Przed 3.00 nad ranem zakończyła się pierwsza w diecezji łowickiej Ekstremalna Droga Krzyżowa.

Pielgrzymi podzieleni na 10-osobowe grupy otrzymywali brzozowy krzyż Pielgrzymi podzieleni na 10-osobowe grupy otrzymywali brzozowy krzyż
Monika Augustyniak /GN

Jej trasa liczyła 30 km. Ponad 160 osób przez pół nocy wędrowało po skierniewickich ulicach, zatrzymując się przy kościołach, kaplicach i cmentarzach, gdzie rozważane były kolejne stacje Drogi Krzyżowej. Wytrwali pielgrzymi podzieleni zostali na 10-osobowe grupy, z których każda otrzymała rozważania męki Pana Jezusa, mapę trasy, specjalne odznaki i brzozowy krzyż.

Wierni zachęcani byli do tego, by tę nocną pielgrzymkę odbyć w ciszy. Co szczególnie cieszy, w Ekstremalną Drogę Krzyżową zaangażowały się niemal wszystkie skierniewickie parafie, nie wyłączając kościoła w dzielnicy Rawka. Pierwsza stacja znajdowała się na cmentarzu św. Józefa, zaś ostatnia - przy kościele św. Stanisława. Tam też harcerze z ZHP rozdawali grochówkę, ciepłą herbatę i zachęcali do odpoczynku na materacach i kanadyjkach.
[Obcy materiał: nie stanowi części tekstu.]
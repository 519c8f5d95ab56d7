//! Turns range input events into door swaps.

use log::{debug, warn};

use crate::config::DoorControls;
use crate::door::{generate, DoorAssembly};
use crate::error::{Dimension, DoorError};
use crate::scene::{ReleaseQueue, Scene};

#[derive(Debug, Clone, Copy, PartialEq, Eq)]
pub enum ControllerState {
    Idle,
    /// A new door is being generated and swapped in.
    Swapping,
}

/// Result of a successfully applied input event.
#[derive(Debug, Clone, PartialEq)]
pub struct UpdateOutcome {
    pub dimension: Dimension,
    pub label: String,
    pub width: f32,
    pub height: f32,
}

/// Holds the last value of each input and rebuilds the door on every change.
#[derive(Debug, Clone)]
pub struct LiveUpdateController {
    controls: DoorControls,
    width: f32,
    height: f32,
    width_label: String,
    height_label: String,
    state: ControllerState,
}

impl LiveUpdateController {
    pub fn new(controls: DoorControls) -> Self {
        let width = controls.width.value;
        let height = controls.height.value;
        Self {
            controls,
            width,
            height,
            width_label: format_value(width),
            height_label: format_value(height),
            state: ControllerState::Idle,
        }
    }

    /// Builds the door for the current input values and attaches it.
    pub fn attach_initial(
        &mut self,
        scene: &mut Scene,
        releases: &mut ReleaseQueue,
    ) -> Result<(), DoorError> {
        let door = generate(self.width, self.height)?;
        swap(scene, releases, door);
        Ok(())
    }

    /// Applies one input event.
    ///
    /// The value is recorded and shown in the label even when it is rejected;
    /// a rejected value leaves the previous door in the scene.
    pub fn apply(
        &mut self,
        dimension: Dimension,
        value: f32,
        scene: &mut Scene,
        releases: &mut ReleaseQueue,
    ) -> Result<UpdateOutcome, DoorError> {
        match dimension {
            Dimension::Width => {
                self.width = value;
                self.width_label = format_value(value);
            }
            Dimension::Height => {
                self.height = value;
                self.height_label = format_value(value);
            }
        }

        self.state = ControllerState::Swapping;
        let result = generate(self.width, self.height);
        self.state = ControllerState::Idle;

        let door = result.map_err(|err| {
            warn!("{err}; keeping the current door");
            err
        })?;
        debug!("door resized to {}x{}", self.width, self.height);
        swap(scene, releases, door);
        Ok(UpdateOutcome {
            dimension,
            label: self.label(dimension).to_string(),
            width: self.width,
            height: self.height,
        })
    }

    pub fn set_width(
        &mut self,
        value: f32,
        scene: &mut Scene,
        releases: &mut ReleaseQueue,
    ) -> Result<UpdateOutcome, DoorError> {
        self.apply(Dimension::Width, value, scene, releases)
    }

    pub fn set_height(
        &mut self,
        value: f32,
        scene: &mut Scene,
        releases: &mut ReleaseQueue,
    ) -> Result<UpdateOutcome, DoorError> {
        self.apply(Dimension::Height, value, scene, releases)
    }

    /// Moves an input by whole steps within its range, as keyboard focus on a
    /// range input would.
    pub fn step(
        &mut self,
        dimension: Dimension,
        steps: i32,
        scene: &mut Scene,
        releases: &mut ReleaseQueue,
    ) -> Result<UpdateOutcome, DoorError> {
        let value = self.controls.get(dimension).stepped(self.value(dimension), steps);
        self.apply(dimension, value, scene, releases)
    }

    pub fn value(&self, dimension: Dimension) -> f32 {
        match dimension {
            Dimension::Width => self.width,
            Dimension::Height => self.height,
        }
    }

    /// Current `(width, height)` input values.
    pub fn inputs(&self) -> (f32, f32) {
        (self.width, self.height)
    }

    pub fn label(&self, dimension: Dimension) -> &str {
        match dimension {
            Dimension::Width => &self.width_label,
            Dimension::Height => &self.height_label,
        }
    }

    pub fn controls(&self) -> &DoorControls {
        &self.controls
    }

    pub fn state(&self) -> ControllerState {
        self.state
    }
}

fn swap(scene: &mut Scene, releases: &mut ReleaseQueue, door: DoorAssembly) {
    if let Some(old) = scene.replace_door(door) {
        releases.push_door(&old);
    }
}

/// Shortest decimal form of an input value, e.g. `3` rather than `3.0`.
pub fn format_value(value: f32) -> String {
    format!("{value}")
}

#[cfg(test)]
mod tests {
    use super::*;
    use crate::config::ConfiguratorConfig;
    use crate::scene::EnvironmentTextures;
    use crate::texture::{Completions, TextureId, TextureProvider, TextureSource};

    struct NoopSource;

    impl TextureSource for NoopSource {
        fn start(&self, _id: TextureId, _path: &str, _completions: Completions) {}
    }

    fn setup() -> (LiveUpdateController, Scene, ReleaseQueue) {
        let config = ConfiguratorConfig::default();
        let mut provider = TextureProvider::new(Box::new(NoopSource));
        let textures = EnvironmentTextures::request(&mut provider, &config);
        let mut scene = Scene::compose(textures, &config);
        let mut releases = ReleaseQueue::new();
        let mut controller = LiveUpdateController::new(config.controls);
        controller.attach_initial(&mut scene, &mut releases).unwrap();
        (controller, scene, releases)
    }

    #[test]
    fn initial_door_uses_input_values() {
        let (controller, scene, releases) = setup();
        assert_eq!(scene.door().unwrap().spec().width, 2.0);
        assert_eq!(controller.label(Dimension::Height), "4");
        assert!(releases.is_empty());
        assert_eq!(controller.state(), ControllerState::Idle);
    }

    #[test]
    fn width_change_rebuilds_with_current_height() {
        let (mut controller, mut scene, mut releases) = setup();
        let outcome = controller
            .set_width(3.0, &mut scene, &mut releases)
            .unwrap();
        assert_eq!(outcome.label, "3");
        assert_eq!((outcome.width, outcome.height), (3.0, 4.0));
        let door = scene.door().unwrap();
        assert!((door.panel_extents().x - 2.8).abs() < 1e-5);
        assert!((door.panel_extents().y - 3.8).abs() < 1e-5);
        assert_eq!(releases.len(), 4);
    }

    #[test]
    fn fractional_values_keep_their_decimals() {
        let (mut controller, mut scene, mut releases) = setup();
        controller
            .set_height(2.5, &mut scene, &mut releases)
            .unwrap();
        assert_eq!(controller.label(Dimension::Height), "2.5");
    }

    #[test]
    fn rejected_value_keeps_previous_door() {
        let (mut controller, mut scene, mut releases) = setup();
        let err = controller
            .set_width(0.1, &mut scene, &mut releases)
            .unwrap_err();
        assert!(matches!(
            err,
            DoorError::InvalidDimension {
                dimension: Dimension::Width,
                ..
            }
        ));
        assert_eq!(scene.door().unwrap().spec().width, 2.0);
        assert_eq!(controller.label(Dimension::Width), "0.1");
        assert!(releases.is_empty());
        assert_eq!(controller.state(), ControllerState::Idle);

        // recovers once a valid width comes back
        controller
            .set_width(2.0, &mut scene, &mut releases)
            .unwrap();
        controller
            .set_height(5.0, &mut scene, &mut releases)
            .unwrap();
        assert_eq!(scene.door().unwrap().spec().height, 5.0);
    }

    #[test]
    fn stepping_stays_inside_range() {
        let (mut controller, mut scene, mut releases) = setup();
        for _ in 0..40 {
            controller
                .step(Dimension::Width, 1, &mut scene, &mut releases)
                .unwrap();
        }
        assert_eq!(controller.value(Dimension::Width), 4.0);
        let outcome = controller
            .step(Dimension::Width, -1, &mut scene, &mut releases)
            .unwrap();
        assert!((outcome.width - 3.9).abs() < 1e-5);
    }

    /// Label a range input shows after `k` steps of 0.1.
    fn grid_label(start_tenths: i32, k: i32) -> String {
        let tenths = start_tenths + k;
        if tenths % 10 == 0 {
            format!("{}", tenths / 10)
        } else {
            format!("{}.{}", tenths / 10, tenths % 10)
        }
    }

    #[test]
    fn keyboard_steps_land_on_the_decimal_grid() {
        let (mut controller, mut scene, mut releases) = setup();
        let sweeps = [
            // width 2.0 up to 4.0, then down to 1.0
            (Dimension::Width, 20, 1, 20),
            (Dimension::Width, 40, -1, 30),
            // height 4.0 up to 6.0, then down to 2.0
            (Dimension::Height, 40, 1, 20),
            (Dimension::Height, 60, -1, 40),
        ];
        for (dimension, start_tenths, direction, count) in sweeps {
            for k in 1..=count {
                let outcome = controller
                    .step(dimension, direction, &mut scene, &mut releases)
                    .unwrap();
                let expected = grid_label(start_tenths, direction * k);
                assert_eq!(outcome.label, expected);
                assert_eq!(controller.value(dimension), expected.parse::<f32>().unwrap());
            }
        }
        assert_eq!(controller.label(Dimension::Width), "1");
        assert_eq!(controller.label(Dimension::Height), "2");
        let door = scene.door().unwrap();
        assert_eq!((door.spec().width, door.spec().height), (1.0, 2.0));
    }
}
- Kiedy usłyszałyśmy z koleżanką o tej drodze, nie od razu zdecydowałyśmy się wziąć w niej udział - opowiada Ewa Pejska. - Nigdy nie byłam na długiej pielgrzymce i martwiłam się, czy dam radę, ale doszłam do wniosku, że warto spróbować. W plecaku mam latarkę, wodę, tabletki przeciwbólowe i telefon, w razie gdybym potrzebowała transportu. Jednak idę w ważnej intencji i liczę na to, że ona doda mi sił - opowiadała przed wyruszeniem pani Ewa.

Okazało się, że długa trasa i zimna noc nie odstraszyły tych, którzy swoim trudem i wysiłkiem chcieli wynagrodzić Zbawicielowi Jego nieludzką mękę. - Bolą mnie nogi i plecy, ale bardzo się cieszę, że przeszłam tę drogę - opowiada przy ostatniej stacji 16-letnia Patrycja Wardziak.

- W ostatnich miesiącach wiele spraw wali mi się na głowę, wydawało mi się nawet, że Bóg się ode mnie odwrócił. Postanowiłam, że tą Drogą Krzyżową rozpocznę nowy rozdział w życiu. Porządnie się wyspowiadałam, obgadałam wiele spraw z księdzem i mam nadzieję na lepsze jutro. Rozważania kolejnych stacji były bardzo głębokie i idealnie dopasowane do drogi, więc naprawdę można było tę noc przeżyć bardzo głęboko - zapewnia Patrycja.

Najtrudniejszym odcinkiem dla wielu osób okazał się powrót z Rawki, ale i tak pielgrzymi przebyli trasę szybciej niż spodziewali się tego organizatorzy.